Des bombardements intensifiés ont touché l'Iran lundi, marquant le troisième jour d'une offensive américano-israélienne visant à neutraliser les autorités iraniennes. Ce conflit se propage désormais au Liban, où des frappes israéliennes sont menées en réponse à des tirs du Hezbollah.
Ce conflit a à ce jour causé des pertes américaines, Donald Trump annonçant une संभावित opération pouvant s'étendre sur plusieurs semaines. Chaque partie semble déterminée à intensifier ses actions, alimentant des craintes d'une escalade régionale inquiétante.
Tôt lundi matin, l'armée israélienne a déclaré avoir mené des "frappes à grande échelle" sur Téhéran, et des explosions ont été rapportées par l'agence iranienne Tasnim. Au même moment, l'armée israélienne a également frappé plusieurs cibles du Hezbollah au Liban, les premiers tirs étant survenus en réponse à des attaques du mouvement chiite.
Des reporters de l'AFP ont rapporté avoir entendu de puissantes détonations à Beyrouth, tandis que des familles fuyaient le sud du pays, cars chargés de matelas et de biens essentiels. L'armée israélienne a conseillé aux habitants de se tenir éloignés d'un kilomètre des bâtiments en prévision des bombardements à venir.

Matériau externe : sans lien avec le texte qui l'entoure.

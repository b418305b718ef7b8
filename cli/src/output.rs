//! Console output formatting for solve results

use colored::Colorize;

use mcq_application::{SolveOutcome, UsageSnapshot};

/// Formats solve outcomes for the terminal
pub struct ConsoleFormatter;

impl ConsoleFormatter {
    /// One line per question: id, answer, confidence
    pub fn format_answers(outcome: &SolveOutcome) -> String {
        let mut out = String::new();
        for (id, answer) in &outcome.answers {
            let confidence = outcome
                .board
                .tally(id)
                .map(|t| t.confidence_percent())
                .unwrap_or(0.0);
            out.push_str(&format!(
                "{}: {} {}\n",
                id.bold(),
                answer.to_string().green().bold(),
                format!("({:.0}%)", confidence).dimmed()
            ));
        }
        if outcome.fallback_votes > 0 {
            out.push_str(&format!(
                "{}\n",
                format!("{} fallback votes injected", outcome.fallback_votes).yellow()
            ));
        }
        out
    }

    /// Answers plus the per-option vote detail
    pub fn format_full(outcome: &SolveOutcome) -> String {
        let mut out = String::new();
        for (id, tally) in outcome.board.tallies() {
            let leader = tally
                .leading_option()
                .map(|o| o.to_string())
                .unwrap_or_else(|| "-".to_string());
            out.push_str(&format!(
                "{} -> {} {} [{} / {} weighted votes]\n",
                id.bold(),
                leader.green().bold(),
                format!("({:.0}%)", tally.confidence_percent()).dimmed(),
                tally.received_weighted_votes(),
                tally.expected_votes()
            ));
            for &option in tally.option_keys() {
                let sources = tally.votes_for(option);
                if sources.is_empty() {
                    continue;
                }
                out.push_str(&format!(
                    "    {} ({}): {}\n",
                    option,
                    tally.weight_for(option),
                    sources.join(", ")
                ));
            }
        }
        out
    }

    /// Machine-readable output
    pub fn format_json(outcome: &SolveOutcome) -> String {
        let answers: serde_json::Map<String, serde_json::Value> = outcome
            .answers
            .iter()
            .map(|(id, answer)| (id.clone(), serde_json::json!(answer.to_string())))
            .collect();
        serde_json::to_string_pretty(&serde_json::json!({
            "answers": answers,
            "fallback_votes": outcome.fallback_votes,
            "tallies": outcome.board.tallies(),
        }))
        .unwrap_or_else(|e| format!("{{\"error\": \"{}\"}}", e))
    }

    /// Usage statistics footer
    pub fn format_stats(snapshot: &UsageSnapshot) -> String {
        let mut out = String::new();
        out.push_str(&format!(
            "{}: {} calls, {} rotations, {} rate-limit hits\n",
            "usage".bold(),
            snapshot.total_calls,
            snapshot.rotations,
            snapshot.rate_limit_hits
        ));
        for (model, count) in &snapshot.per_model {
            out.push_str(&format!("  model {}: {}\n", model, count));
        }
        for (credential, count) in &snapshot.per_credential {
            out.push_str(&format!("  credential {}: {}\n", credential, count));
        }
        out
    }
}

#[cfg(test)]
mod tests {
    use super::*;
    use mcq_domain::{ConsensusBoard, ModelSpec, Question, VoteSource};
    use std::collections::BTreeMap;

    fn outcome() -> SolveOutcome {
        let questions = vec![Question::new("q1", "First?", vec!["a", "b"])];
        let specs = vec![ModelSpec::new("pro", "gemini-2.5-pro")];
        let mut board = ConsensusBoard::new(&questions, &specs);
        board.record_vote("q1", 'B', &VoteSource::model("pro", 0));
        SolveOutcome {
            answers: BTreeMap::from([("q1".to_string(), 'B')]),
            board,
            fallback_votes: 0,
        }
    }

    #[test]
    fn test_answers_format_contains_confidence() {
        colored::control::set_override(false);
        let text = ConsoleFormatter::format_answers(&outcome());
        assert!(text.contains("q1: B (100%)"));
    }

    #[test]
    fn test_json_format_round_trips() {
        let text = ConsoleFormatter::format_json(&outcome());
        let value: serde_json::Value = serde_json::from_str(&text).unwrap();
        assert_eq!(value["answers"]["q1"], "B");
        assert_eq!(value["fallback_votes"], 0);
    }

    #[test]
    fn test_full_format_lists_votes() {
        colored::control::set_override(false);
        let text = ConsoleFormatter::format_full(&outcome());
        assert!(text.contains("q1 -> B"));
        assert!(text.contains("pro#0"));
    }
}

Israël avait déjà annoncé avoir intercepté des projectiles tirés depuis le Liban, peu avant que le Hezbollah ne lance une salve de missiles en représailles à la mort de son leader Ali Khamenei, tué samedi dernier. Le général israélien Eyal Zamir a averti que tout ennemi menaçant la sécurité israélienne paiera un lourd tribut.
Le Premier ministre libanais, Nawaf Salam, a condamné les actions du Hezbollah, qualifiant ces tirs d'"irresponsables" et mettant en garde contre des représailles israéliennes. L'inquiétude est palpable au Liban, où la population craint un glissement dans un affrontement à grande échelle.

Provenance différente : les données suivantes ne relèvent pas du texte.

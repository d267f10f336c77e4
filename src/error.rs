//! Shared error categories.
//!
//! Each subsystem boundary gets its own `thiserror`-derived enum (store,
//! ingest, model I/O); `AppError` is the top-level error surfaced by the
//! HTTP layer and implements [`axum::response::IntoResponse`] directly so
//! handlers can just `?` their way out.

use axum::http::StatusCode;
use axum::response::{IntoResponse, Response};
use axum::Json;
use serde_json::json;

/// Errors surfaced by the block store.
#[derive(Debug, thiserror::Error)]
pub enum StoreError {
    #[error("sqlite error: {0}")]
    Sqlite(#[from] rusqlite::Error),
    #[error("pool error: {0}")]
    Pool(String),
}

/// Errors surfaced while building or loading a classifier model.
#[derive(Debug, thiserror::Error)]
pub enum ModelError {
    #[error("io error: {0}")]
    Io(#[from] std::io::Error),
    #[error("malformed model file: {0}")]
    Malformed(String),
    #[error("unsupported model file version: {0}")]
    UnsupportedVersion(u16),
    #[error("training data error: {0}")]
    Training(String),
}

/// Errors surfaced by the ingest pipeline (listener + backfiller).
#[derive(Debug, thiserror::Error)]
pub enum IngestError {
    #[error("upstream request failed: {0}")]
    Upstream(#[from] reqwest::Error),
    #[error("upstream returned malformed data: {0}")]
    Decode(String),
    #[error(transparent)]
    Store(#[from] StoreError),
}

/// Top-level error type returned by HTTP handlers.
#[derive(Debug, thiserror::Error)]
pub enum AppError {
    /// JSON decode failure or a record missing required fields.
    #[error("malformed input: {0}")]
    MalformedInput(String),
    /// A record's slot precedes every known classifier range.
    #[error("no classifier for slot {0}")]
    NoClassifierForSlot(u64),
    /// Persistence failure other than a unique-constraint violation.
    #[error(transparent)]
    Store(#[from] StoreError),
    /// `DISABLE_CLASSIFIER` is set; classification endpoints are unavailable.
    #[error("classifier is disabled on this server")]
    ClassifierDisabled,
}

impl IntoResponse for AppError {
    fn into_response(self) -> Response {
        let (status, message) = match &self {
            AppError::MalformedInput(msg) => (StatusCode::BAD_REQUEST, msg.clone()),
            AppError::NoClassifierForSlot(slot) => (
                StatusCode::INTERNAL_SERVER_ERROR,
                format!("no classifier known for slot {slot}"),
            ),
            AppError::Store(e) => {
                tracing::error!(error = %e, "store error handling request");
                (
                    StatusCode::INTERNAL_SERVER_ERROR,
                    "internal store error".to_string(),
                )
            }
            AppError::ClassifierDisabled => (
                StatusCode::SERVICE_UNAVAILABLE,
                "classifier is disabled on this server".to_string(),
            ),
        };
        (status, Json(json!({ "error": message }))).into_response()
    }
}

Dans une entrevue avec le New York Times, Donald Trump a justifié cette offensive, évoquant la grave menace que représente un régime iranien doté d'armements nucléaires. "Nous menons cette opération massive non seulement pour notre sécurité immédiate, mais aussi pour les générations futures", a-t-il plaidé en soulignant que la défense de la démocratie est impérative.

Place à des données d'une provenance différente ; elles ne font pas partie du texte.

//! HTTP server entrypoint: loads configuration, opens the block store,
//! optionally loads a pre-built classifier ensemble, spawns the ingest
//! workers, and serves the HTTP surface — the same shape as the teacher's
//! `tinyzkp_api::main` (init tracing, build shared state, spawn the server
//! future), generalized to multiple long-lived background tasks.

use std::sync::Arc;

use clientprint::api::{build_router, AppState};
use clientprint::config::Config;
use clientprint::ensemble::MultiRangeEnsemble;
use clientprint::graffiti::GraffitiTable;
use clientprint::ingest::{run_backfiller, run_listener, BeaconClient};
use clientprint::store::BlockStore;

const DEFAULT_PORT: u16 = 3030;

#[tokio::main]
async fn main() -> anyhow::Result<()> {
    tracing_subscriber::fmt()
        .with_env_filter(tracing_subscriber::EnvFilter::try_from_default_env().unwrap_or_else(|_| "info".into()))
        .compact()
        .init();

    let config = Config::from_env();
    tracing::info!(bn_url = %config.bn_url, data_dir = %config.data_dir.display(), "starting clientprint server");

    let store = Arc::new(BlockStore::open(&config.block_db).await?);

    let ensemble = if config.disable_classifier {
        tracing::warn!("DISABLE_CLASSIFIER set: classification endpoints will return 503");
        None
    } else {
        match &config.model_path {
            Some(path) => {
                let ensemble = MultiRangeEnsemble::load_from_dir(path, &GraffitiTable::default())?;
                tracing::info!(ranges = ensemble.ranges().len(), "loaded classifier ensemble");
                Some(Arc::new(ensemble))
            }
            None => {
                tracing::warn!("MODEL_PATH not set: classification endpoints will return 503");
                None
            }
        }
    };

    if let Some(ensemble) = ensemble.clone() {
        let beacon = Arc::new(BeaconClient::new(config.bn_url.clone()));
        tokio::spawn(run_listener(beacon.clone(), ensemble.clone(), store.clone()));
        tokio::spawn(run_backfiller(beacon, ensemble, store.clone()));
    }

    let state = AppState { ensemble, store };
    let router = build_router(state);

    let port = std::env::var("PORT")
        .ok()
        .and_then(|s| s.parse().ok())
        .unwrap_or(DEFAULT_PORT);
    let listener = tokio::net::TcpListener::bind(("0.0.0.0", port)).await?;
    tracing::info!(port, "listening");

    axum::serve(listener, router)
        .with_graceful_shutdown(shutdown_signal())
        .await?;
    Ok(())
}

async fn shutdown_signal() {
    let _ = tokio::signal::ctrl_c().await;
    tracing::info!("shutdown signal received");
}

Les répercussions de cet affrontement se font sentir au-delà des frontières, l'Iran ayant mené des attaques en représailles contre Israël, tout en ciblant également des pays tels que les Émirats, le Qatar, le Bahreïn et l'Arabie saoudite. Le Royaume-Uni a signalé une attaque de drone contre sa base aérienne de Chypre, ajoutant une dimension supplémentaire à cette escalade.
Dans les rues de Téhéran, la nouvelle de la mort du guide suprême a entraîné des manifestations de joie pour certains, tandis que d'autres, se sentant opprimés par le régime, réclament une intervention extérieure. "Il n'y a pas de possibilité de réformes sans un changement radical", a témoigné une résidente de Téhéran.
Le président iranien, Massoud Pezeshkian, a fait écho à ces sentiments en appelant à venger la mort de Khamenei, précisant que l'Iran ne se limiterait nullement dans ses actions défensives. La situation demeure donc volatile, avec des développements potentiels sur plusieurs fronts, notamment en Irak où des tensions persistent et où des manifestations se déroulent à proximité de l'ambassade américaine.